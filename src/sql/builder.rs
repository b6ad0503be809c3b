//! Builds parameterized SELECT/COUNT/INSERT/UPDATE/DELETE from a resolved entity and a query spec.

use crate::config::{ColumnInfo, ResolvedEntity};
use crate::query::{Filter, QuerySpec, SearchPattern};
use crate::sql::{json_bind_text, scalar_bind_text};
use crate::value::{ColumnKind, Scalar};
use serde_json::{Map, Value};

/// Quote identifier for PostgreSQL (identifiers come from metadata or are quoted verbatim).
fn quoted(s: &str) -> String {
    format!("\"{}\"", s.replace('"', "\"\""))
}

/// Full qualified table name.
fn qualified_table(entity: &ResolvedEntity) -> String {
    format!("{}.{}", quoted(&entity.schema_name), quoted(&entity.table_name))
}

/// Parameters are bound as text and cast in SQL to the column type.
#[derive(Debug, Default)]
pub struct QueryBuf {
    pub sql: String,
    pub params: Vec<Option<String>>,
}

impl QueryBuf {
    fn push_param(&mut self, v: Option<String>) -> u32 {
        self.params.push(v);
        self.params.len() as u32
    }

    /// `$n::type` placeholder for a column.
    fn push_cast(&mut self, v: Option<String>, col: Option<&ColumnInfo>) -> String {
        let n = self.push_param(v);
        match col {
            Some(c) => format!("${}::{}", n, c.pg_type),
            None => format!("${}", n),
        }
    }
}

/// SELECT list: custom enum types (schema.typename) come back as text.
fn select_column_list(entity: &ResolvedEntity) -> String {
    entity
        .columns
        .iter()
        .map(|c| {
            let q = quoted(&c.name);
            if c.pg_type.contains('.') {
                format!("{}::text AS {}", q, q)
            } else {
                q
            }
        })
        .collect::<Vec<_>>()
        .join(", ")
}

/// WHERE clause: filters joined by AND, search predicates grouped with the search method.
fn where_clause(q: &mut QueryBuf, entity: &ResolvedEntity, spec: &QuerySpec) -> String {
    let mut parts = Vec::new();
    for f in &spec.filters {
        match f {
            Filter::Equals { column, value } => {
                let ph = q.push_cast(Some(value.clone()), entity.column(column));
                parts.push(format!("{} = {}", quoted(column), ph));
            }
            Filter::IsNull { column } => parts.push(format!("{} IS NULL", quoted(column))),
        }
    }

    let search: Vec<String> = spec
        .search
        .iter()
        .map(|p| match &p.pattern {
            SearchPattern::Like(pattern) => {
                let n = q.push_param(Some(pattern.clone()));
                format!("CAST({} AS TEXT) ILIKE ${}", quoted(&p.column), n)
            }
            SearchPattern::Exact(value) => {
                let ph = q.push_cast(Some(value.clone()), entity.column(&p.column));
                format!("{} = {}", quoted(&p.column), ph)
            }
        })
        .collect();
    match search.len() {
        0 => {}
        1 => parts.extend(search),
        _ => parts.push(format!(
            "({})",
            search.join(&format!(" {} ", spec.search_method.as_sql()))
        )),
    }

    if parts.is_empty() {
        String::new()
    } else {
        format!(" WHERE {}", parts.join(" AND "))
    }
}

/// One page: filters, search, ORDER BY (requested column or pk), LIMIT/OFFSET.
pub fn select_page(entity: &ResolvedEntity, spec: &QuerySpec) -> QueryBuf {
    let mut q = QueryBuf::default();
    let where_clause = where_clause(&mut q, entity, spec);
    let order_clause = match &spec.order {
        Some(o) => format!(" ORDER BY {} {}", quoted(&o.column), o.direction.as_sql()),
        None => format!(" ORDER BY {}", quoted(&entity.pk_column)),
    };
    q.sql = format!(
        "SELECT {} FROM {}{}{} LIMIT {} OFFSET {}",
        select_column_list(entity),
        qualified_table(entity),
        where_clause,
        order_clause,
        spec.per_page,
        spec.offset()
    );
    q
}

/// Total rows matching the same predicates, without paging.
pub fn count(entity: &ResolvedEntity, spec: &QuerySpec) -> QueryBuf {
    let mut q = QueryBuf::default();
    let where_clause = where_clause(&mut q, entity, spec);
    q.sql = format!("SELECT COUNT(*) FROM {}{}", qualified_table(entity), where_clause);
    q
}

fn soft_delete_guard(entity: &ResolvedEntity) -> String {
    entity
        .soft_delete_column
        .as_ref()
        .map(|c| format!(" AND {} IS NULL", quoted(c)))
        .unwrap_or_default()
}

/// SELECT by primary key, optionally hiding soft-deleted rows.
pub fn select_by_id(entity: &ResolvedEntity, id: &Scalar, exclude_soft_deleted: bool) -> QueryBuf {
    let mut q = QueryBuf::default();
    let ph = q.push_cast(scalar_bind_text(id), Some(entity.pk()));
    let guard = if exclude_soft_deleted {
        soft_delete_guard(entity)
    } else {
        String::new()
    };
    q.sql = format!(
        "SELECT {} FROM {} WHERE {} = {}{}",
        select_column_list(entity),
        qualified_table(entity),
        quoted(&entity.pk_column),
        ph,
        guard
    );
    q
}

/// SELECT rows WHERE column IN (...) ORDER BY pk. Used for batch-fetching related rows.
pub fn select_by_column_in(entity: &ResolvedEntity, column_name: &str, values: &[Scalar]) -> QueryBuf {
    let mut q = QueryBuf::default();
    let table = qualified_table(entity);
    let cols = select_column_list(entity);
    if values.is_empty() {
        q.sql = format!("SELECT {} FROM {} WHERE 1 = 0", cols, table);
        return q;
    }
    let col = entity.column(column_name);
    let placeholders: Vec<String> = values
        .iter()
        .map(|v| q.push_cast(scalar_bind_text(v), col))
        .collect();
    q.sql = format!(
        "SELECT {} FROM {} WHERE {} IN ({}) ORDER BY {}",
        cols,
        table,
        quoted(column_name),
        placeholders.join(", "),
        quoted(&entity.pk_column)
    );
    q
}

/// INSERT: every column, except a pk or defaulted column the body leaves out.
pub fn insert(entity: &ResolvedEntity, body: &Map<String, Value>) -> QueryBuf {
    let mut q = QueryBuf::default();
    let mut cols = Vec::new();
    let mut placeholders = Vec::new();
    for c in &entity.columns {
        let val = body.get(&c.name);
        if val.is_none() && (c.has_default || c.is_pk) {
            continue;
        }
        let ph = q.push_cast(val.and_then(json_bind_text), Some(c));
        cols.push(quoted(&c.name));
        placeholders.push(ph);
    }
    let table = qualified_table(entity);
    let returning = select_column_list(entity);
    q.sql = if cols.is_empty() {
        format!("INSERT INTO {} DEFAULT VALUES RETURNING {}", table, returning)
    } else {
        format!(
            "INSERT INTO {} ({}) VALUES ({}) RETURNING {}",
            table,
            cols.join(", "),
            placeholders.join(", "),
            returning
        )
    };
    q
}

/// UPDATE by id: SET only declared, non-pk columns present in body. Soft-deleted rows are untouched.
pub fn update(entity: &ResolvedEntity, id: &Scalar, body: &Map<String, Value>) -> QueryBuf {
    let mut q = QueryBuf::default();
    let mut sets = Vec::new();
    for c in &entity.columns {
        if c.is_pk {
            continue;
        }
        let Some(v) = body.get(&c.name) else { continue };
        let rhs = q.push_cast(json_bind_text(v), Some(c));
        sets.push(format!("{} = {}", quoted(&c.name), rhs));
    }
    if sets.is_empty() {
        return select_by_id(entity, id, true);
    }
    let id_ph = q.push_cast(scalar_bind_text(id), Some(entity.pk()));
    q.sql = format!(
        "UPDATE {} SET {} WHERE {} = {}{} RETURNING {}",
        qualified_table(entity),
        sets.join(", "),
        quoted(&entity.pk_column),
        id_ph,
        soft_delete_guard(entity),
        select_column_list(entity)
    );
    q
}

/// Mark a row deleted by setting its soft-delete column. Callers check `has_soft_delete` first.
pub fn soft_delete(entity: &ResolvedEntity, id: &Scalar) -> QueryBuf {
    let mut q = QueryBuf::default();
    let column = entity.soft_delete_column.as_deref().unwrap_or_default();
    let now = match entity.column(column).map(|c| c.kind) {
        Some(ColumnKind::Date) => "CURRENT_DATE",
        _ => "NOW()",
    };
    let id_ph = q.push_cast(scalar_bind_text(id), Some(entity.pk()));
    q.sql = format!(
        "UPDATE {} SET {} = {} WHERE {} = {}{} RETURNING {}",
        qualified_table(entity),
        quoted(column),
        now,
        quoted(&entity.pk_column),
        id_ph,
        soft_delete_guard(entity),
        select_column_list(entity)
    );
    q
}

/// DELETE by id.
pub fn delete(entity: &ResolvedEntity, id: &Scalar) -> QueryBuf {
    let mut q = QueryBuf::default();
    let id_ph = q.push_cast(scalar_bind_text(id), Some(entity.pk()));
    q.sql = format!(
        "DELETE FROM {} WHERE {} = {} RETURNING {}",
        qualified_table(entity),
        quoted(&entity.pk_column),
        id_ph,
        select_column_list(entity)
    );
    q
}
---
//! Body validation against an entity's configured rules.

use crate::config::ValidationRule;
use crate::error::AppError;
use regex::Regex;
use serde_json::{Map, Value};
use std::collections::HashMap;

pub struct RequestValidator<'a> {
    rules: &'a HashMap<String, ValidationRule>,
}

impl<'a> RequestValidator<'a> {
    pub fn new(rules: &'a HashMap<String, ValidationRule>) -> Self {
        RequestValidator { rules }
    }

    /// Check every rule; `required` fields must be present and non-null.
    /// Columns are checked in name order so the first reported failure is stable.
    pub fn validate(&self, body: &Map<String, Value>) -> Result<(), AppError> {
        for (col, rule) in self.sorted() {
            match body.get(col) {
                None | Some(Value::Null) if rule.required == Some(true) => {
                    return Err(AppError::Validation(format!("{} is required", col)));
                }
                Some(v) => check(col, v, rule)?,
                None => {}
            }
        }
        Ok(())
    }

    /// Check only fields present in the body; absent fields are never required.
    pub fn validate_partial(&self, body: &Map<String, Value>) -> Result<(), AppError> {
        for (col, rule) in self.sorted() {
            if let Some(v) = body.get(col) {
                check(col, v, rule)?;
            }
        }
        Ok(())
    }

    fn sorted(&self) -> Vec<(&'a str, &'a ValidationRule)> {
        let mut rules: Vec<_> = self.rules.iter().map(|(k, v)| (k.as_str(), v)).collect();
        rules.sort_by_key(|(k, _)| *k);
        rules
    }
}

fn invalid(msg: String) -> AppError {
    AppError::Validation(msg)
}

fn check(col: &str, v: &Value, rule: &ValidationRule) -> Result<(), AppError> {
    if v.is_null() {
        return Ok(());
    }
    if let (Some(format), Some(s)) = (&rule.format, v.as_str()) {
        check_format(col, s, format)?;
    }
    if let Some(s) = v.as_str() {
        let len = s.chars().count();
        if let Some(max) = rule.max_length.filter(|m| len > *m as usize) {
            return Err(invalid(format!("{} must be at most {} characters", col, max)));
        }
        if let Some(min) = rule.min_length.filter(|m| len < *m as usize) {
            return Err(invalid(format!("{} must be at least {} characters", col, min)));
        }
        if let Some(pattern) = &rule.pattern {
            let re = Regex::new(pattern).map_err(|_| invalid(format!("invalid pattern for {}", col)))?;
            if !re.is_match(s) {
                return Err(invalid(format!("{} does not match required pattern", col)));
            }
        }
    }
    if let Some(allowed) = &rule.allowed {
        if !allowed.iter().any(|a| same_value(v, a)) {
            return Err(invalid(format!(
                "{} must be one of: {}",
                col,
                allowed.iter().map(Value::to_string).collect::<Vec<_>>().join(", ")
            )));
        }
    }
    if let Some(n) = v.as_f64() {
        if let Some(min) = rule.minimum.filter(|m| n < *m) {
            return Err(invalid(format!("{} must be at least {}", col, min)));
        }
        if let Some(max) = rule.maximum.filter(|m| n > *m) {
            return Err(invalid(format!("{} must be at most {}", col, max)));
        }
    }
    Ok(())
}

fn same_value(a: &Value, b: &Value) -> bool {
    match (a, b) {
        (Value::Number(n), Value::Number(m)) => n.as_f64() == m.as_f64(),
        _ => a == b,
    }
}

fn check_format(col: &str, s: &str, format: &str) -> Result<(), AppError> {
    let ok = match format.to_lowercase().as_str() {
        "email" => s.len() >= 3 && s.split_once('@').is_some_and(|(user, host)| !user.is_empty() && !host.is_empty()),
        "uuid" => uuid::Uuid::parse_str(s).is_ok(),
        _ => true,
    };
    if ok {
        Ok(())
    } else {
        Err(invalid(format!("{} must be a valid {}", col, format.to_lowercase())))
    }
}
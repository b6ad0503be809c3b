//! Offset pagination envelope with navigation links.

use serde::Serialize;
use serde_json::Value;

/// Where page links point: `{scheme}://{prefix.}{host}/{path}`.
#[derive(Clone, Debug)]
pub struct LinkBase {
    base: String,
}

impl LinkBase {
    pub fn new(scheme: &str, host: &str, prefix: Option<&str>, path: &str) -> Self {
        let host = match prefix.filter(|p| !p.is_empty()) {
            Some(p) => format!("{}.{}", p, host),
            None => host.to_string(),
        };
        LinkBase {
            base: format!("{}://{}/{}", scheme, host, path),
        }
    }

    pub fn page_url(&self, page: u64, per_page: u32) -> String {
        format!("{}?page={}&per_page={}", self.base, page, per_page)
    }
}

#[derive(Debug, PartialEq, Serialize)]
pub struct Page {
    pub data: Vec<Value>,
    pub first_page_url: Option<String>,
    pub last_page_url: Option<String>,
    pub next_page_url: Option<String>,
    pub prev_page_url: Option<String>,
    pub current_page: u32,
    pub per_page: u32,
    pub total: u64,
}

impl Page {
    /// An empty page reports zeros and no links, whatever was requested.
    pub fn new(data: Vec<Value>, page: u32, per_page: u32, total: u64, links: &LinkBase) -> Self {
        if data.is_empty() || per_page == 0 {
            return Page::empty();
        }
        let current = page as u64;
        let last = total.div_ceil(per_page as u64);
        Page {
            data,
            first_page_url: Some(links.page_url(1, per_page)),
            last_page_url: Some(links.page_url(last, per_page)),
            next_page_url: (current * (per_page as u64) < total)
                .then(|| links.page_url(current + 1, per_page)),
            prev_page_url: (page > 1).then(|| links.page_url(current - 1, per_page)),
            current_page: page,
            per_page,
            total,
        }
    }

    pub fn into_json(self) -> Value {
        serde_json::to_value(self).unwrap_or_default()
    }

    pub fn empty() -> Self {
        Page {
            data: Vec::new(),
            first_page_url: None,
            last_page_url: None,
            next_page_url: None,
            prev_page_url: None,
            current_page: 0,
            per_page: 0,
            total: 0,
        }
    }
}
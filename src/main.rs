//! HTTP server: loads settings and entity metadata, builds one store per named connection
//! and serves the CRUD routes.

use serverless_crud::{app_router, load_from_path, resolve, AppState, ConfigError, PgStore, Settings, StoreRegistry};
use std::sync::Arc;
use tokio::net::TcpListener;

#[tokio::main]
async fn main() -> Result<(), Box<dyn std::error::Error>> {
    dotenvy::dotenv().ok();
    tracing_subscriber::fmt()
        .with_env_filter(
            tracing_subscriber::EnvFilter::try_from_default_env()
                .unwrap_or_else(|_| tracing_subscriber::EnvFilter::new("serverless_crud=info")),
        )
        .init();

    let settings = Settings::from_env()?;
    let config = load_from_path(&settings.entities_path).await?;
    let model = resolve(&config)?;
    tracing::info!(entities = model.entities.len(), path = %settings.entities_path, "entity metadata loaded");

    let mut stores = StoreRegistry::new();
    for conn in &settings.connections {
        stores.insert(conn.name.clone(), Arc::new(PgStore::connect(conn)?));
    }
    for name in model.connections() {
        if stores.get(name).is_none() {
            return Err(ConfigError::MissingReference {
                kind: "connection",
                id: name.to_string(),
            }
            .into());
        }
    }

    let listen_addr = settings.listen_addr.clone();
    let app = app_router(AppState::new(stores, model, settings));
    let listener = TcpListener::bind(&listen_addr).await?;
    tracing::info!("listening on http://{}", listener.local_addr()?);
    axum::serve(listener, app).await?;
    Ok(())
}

Work item: Whichever lines of the records above hold the word "RequestValidator" should all be copied out.

The answer:
pub struct RequestValidator<'a> {
impl<'a> RequestValidator<'a> {
        RequestValidator { rules }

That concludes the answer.